◆ **Available data**:
········

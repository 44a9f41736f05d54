use glam::Mat4;
use wgpu::util::DeviceExt;

use crate::device::DepthBuffer;
use crate::math;
use crate::render::{RenderCtx, RenderTarget};
use crate::shader::{Program, ProgramModules, ShaderError, UniformBinding};

/// The square's corners in triangle-strip order, in model space.
pub const SQUARE_VERTICES: [[f32; 3]; 4] = [
    [50.0, 50.0, -250.0],
    [-50.0, 50.0, -250.0],
    [50.0, -50.0, -250.0],
    [-50.0, -50.0, -250.0],
];

/// Vertex input the program must declare for the square's positions.
pub const POSITION_ATTRIBUTE: &str = "vertexPosition";

/// Uniform the program must declare for the transform.
pub const TRANSFORM_UNIFORM: &str = "transform";

/// Required type of [`TRANSFORM_UNIFORM`].
pub const TRANSFORM_TYPE: &str = "mat4x4<f32>";

const TRANSFORM_SIZE: u64 = std::mem::size_of::<[f32; 16]>() as u64;

/// Draws one static square with a caller-supplied transform.
///
/// GPU objects are created on first draw and rebuilt if the surface format
/// changes. The vertex buffer is written once and never updated.
pub struct SquareRenderer {
    program: Program,
    position_location: u32,
    transform_binding: UniformBinding,

    pipeline_format: Option<wgpu::TextureFormat>,
    pipeline: Option<wgpu::RenderPipeline>,

    /// Bind groups for every slot up to the transform's group; lower slots
    /// are empty.
    bind_groups: Vec<wgpu::BindGroup>,
    transform_ubo: Option<wgpu::Buffer>,

    vertex_buffer: Option<wgpu::Buffer>,
}

impl SquareRenderer {
    /// Prepares a renderer for `program`.
    ///
    /// Fails if the program lacks the position attribute or a
    /// `mat4x4<f32>` transform uniform, or if it uses any other resource.
    pub fn new(program: Program) -> Result<Self, ShaderError> {
        let position_location =
            program
                .attrib_location(POSITION_ATTRIBUTE)
                .ok_or_else(|| ShaderError::MissingAttribute {
                    name: POSITION_ATTRIBUTE.to_string(),
                })?;

        let transform_binding =
            program
                .uniform_binding(TRANSFORM_UNIFORM)
                .ok_or_else(|| ShaderError::MissingUniform {
                    name: TRANSFORM_UNIFORM.to_string(),
                })?;

        let found = program.uniform_type(TRANSFORM_UNIFORM).unwrap_or_default();
        if found != TRANSFORM_TYPE {
            return Err(ShaderError::UniformType {
                name: TRANSFORM_UNIFORM.to_string(),
                expected: TRANSFORM_TYPE.to_string(),
                found: found.to_string(),
            });
        }

        // The pipeline layout only holds the transform.
        if let Some(extra) = program.resources().find(|r| {
            !(r.uniform
                && r.binding == transform_binding
                && r.name.as_deref() == Some(TRANSFORM_UNIFORM))
        }) {
            return Err(ShaderError::UnsupportedBinding {
                name: extra.name.clone().unwrap_or_else(|| "<unnamed>".to_string()),
                group: extra.binding.group,
                binding: extra.binding.binding,
            });
        }

        Ok(Self {
            program,
            position_location,
            transform_binding,
            pipeline_format: None,
            pipeline: None,
            bind_groups: Vec::new(),
            transform_ubo: None,
            vertex_buffer: None,
        })
    }

    pub fn position_location(&self) -> u32 {
        self.position_location
    }

    pub fn transform_binding(&self) -> UniformBinding {
        self.transform_binding
    }

    /// Uploads `transform` and draws the square into `target`.
    pub fn draw(&mut self, ctx: &RenderCtx<'_>, target: &mut RenderTarget<'_>, transform: Mat4) {
        self.ensure_vertex_buffer(ctx);
        self.ensure_pipeline(ctx);

        let Some(ubo) = self.transform_ubo.as_ref() else { return };
        ctx.queue
            .write_buffer(ubo, 0, bytemuck::cast_slice(&math::to_uniform(transform)));

        let Some(pipeline) = self.pipeline.as_ref() else { return };
        let Some(vbo) = self.vertex_buffer.as_ref() else { return };

        let mut rpass = target.encoder.begin_render_pass(&wgpu::RenderPassDescriptor {
            label: Some("tessera square pass"),
            color_attachments: &[Some(wgpu::RenderPassColorAttachment {
                view: target.color_view,
                resolve_target: None,
                ops: wgpu::Operations {
                    load: wgpu::LoadOp::Load,
                    store: wgpu::StoreOp::Store,
                },
                depth_slice: None,
            })],
            depth_stencil_attachment: Some(wgpu::RenderPassDepthStencilAttachment {
                view: target.depth_view,
                depth_ops: Some(wgpu::Operations {
                    load: wgpu::LoadOp::Load,
                    store: wgpu::StoreOp::Store,
                }),
                stencil_ops: None,
            }),
            timestamp_writes: None,
            occlusion_query_set: None,
            multiview_mask: None,
        });

        rpass.set_pipeline(pipeline);
        for (index, group) in self.bind_groups.iter().enumerate() {
            rpass.set_bind_group(index as u32, group, &[]);
        }
        rpass.set_vertex_buffer(0, vbo.slice(..));
        rpass.draw(0..SQUARE_VERTICES.len() as u32, 0..1);
    }

    fn ensure_vertex_buffer(&mut self, ctx: &RenderCtx<'_>) {
        if self.vertex_buffer.is_some() {
            return;
        }

        self.vertex_buffer = Some(ctx.device.create_buffer_init(&wgpu::util::BufferInitDescriptor {
            label: Some("tessera square vbo"),
            contents: bytemuck::cast_slice(&SQUARE_VERTICES),
            usage: wgpu::BufferUsages::VERTEX,
        }));
    }

    fn ensure_pipeline(&mut self, ctx: &RenderCtx<'_>) {
        if self.pipeline_format == Some(ctx.surface_format) && self.pipeline.is_some() {
            return;
        }

        let ProgramModules {
            vertex,
            vertex_entry,
            fragment,
            fragment_entry,
        } = self.program.create_modules(ctx.device);

        let transform_ubo = ctx.device.create_buffer(&wgpu::BufferDescriptor {
            label: Some("tessera transform ubo"),
            size: TRANSFORM_SIZE,
            usage: wgpu::BufferUsages::UNIFORM | wgpu::BufferUsages::COPY_DST,
            mapped_at_creation: false,
        });

        let empty_bgl = ctx
            .device
            .create_bind_group_layout(&wgpu::BindGroupLayoutDescriptor {
                label: Some("tessera empty bgl"),
                entries: &[],
            });

        let transform_bgl = ctx
            .device
            .create_bind_group_layout(&wgpu::BindGroupLayoutDescriptor {
                label: Some("tessera transform bgl"),
                entries: &[wgpu::BindGroupLayoutEntry {
                    binding: self.transform_binding.binding,
                    visibility: wgpu::ShaderStages::VERTEX_FRAGMENT,
                    ty: wgpu::BindingType::Buffer {
                        ty: wgpu::BufferBindingType::Uniform,
                        has_dynamic_offset: false,
                        min_binding_size: wgpu::BufferSize::new(TRANSFORM_SIZE),
                    },
                    count: None,
                }],
            });

        let group = self.transform_binding.group as usize;
        let layouts: Vec<&wgpu::BindGroupLayout> = (0..=group)
            .map(|i| if i == group { &transform_bgl } else { &empty_bgl })
            .collect();

        let bind_groups: Vec<wgpu::BindGroup> = (0..=group)
            .map(|i| {
                if i == group {
                    ctx.device.create_bind_group(&wgpu::BindGroupDescriptor {
                        label: Some("tessera transform bind group"),
                        layout: &transform_bgl,
                        entries: &[wgpu::BindGroupEntry {
                            binding: self.transform_binding.binding,
                            resource: transform_ubo.as_entire_binding(),
                        }],
                    })
                } else {
                    ctx.device.create_bind_group(&wgpu::BindGroupDescriptor {
                        label: Some("tessera empty bind group"),
                        layout: &empty_bgl,
                        entries: &[],
                    })
                }
            })
            .collect();

        let pipeline_layout = ctx
            .device
            .create_pipeline_layout(&wgpu::PipelineLayoutDescriptor {
                label: Some("tessera square pipeline layout"),
                bind_group_layouts: &layouts,
                immediate_size: 0,
            });

        let attributes = [wgpu::VertexAttribute {
            format: wgpu::VertexFormat::Float32x3,
            offset: 0,
            shader_location: self.position_location,
        }];

        let pipeline = ctx.device.create_render_pipeline(&wgpu::RenderPipelineDescriptor {
            label: Some("tessera square pipeline"),
            layout: Some(&pipeline_layout),

            vertex: wgpu::VertexState {
                module: &vertex,
                entry_point: Some(vertex_entry.as_str()),
                compilation_options: Default::default(),
                buffers: &[wgpu::VertexBufferLayout {
                    array_stride: std::mem::size_of::<[f32; 3]>() as u64,
                    step_mode: wgpu::VertexStepMode::Vertex,
                    attributes: &attributes,
                }],
            },

            fragment: Some(wgpu::FragmentState {
                module: &fragment,
                entry_point: Some(fragment_entry.as_str()),
                compilation_options: Default::default(),
                targets: &[Some(wgpu::ColorTargetState {
                    format: ctx.surface_format,
                    blend: Some(wgpu::BlendState::REPLACE),
                    write_mask: wgpu::ColorWrites::ALL,
                })],
            }),

            primitive: wgpu::PrimitiveState {
                topology: wgpu::PrimitiveTopology::TriangleStrip,
                strip_index_format: None,
                front_face: wgpu::FrontFace::Ccw,
                cull_mode: None,
                polygon_mode: wgpu::PolygonMode::Fill,
                unclipped_depth: false,
                conservative: false,
            },

            depth_stencil: Some(DepthBuffer::stencil_state(true)),
            multisample: wgpu::MultisampleState::default(),
            multiview_mask: None,
            cache: None,
        });

        log::debug!(
            "square pipeline built for {:?} (position @location({}), transform @group({}) @binding({}))",
            ctx.surface_format,
            self.position_location,
            self.transform_binding.group,
            self.transform_binding.binding,
        );

        self.pipeline_format = Some(ctx.surface_format);
        self.pipeline = Some(pipeline);
        self.bind_groups = bind_groups;
        self.transform_ubo = Some(transform_ubo);
    }
}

········

◆ **Work instruction**: Search the records for the word "attributes", then list every line that has it.

◆ **Answer to the exercise**:
        let attributes = [wgpu::VertexAttribute {
                    attributes: &attributes,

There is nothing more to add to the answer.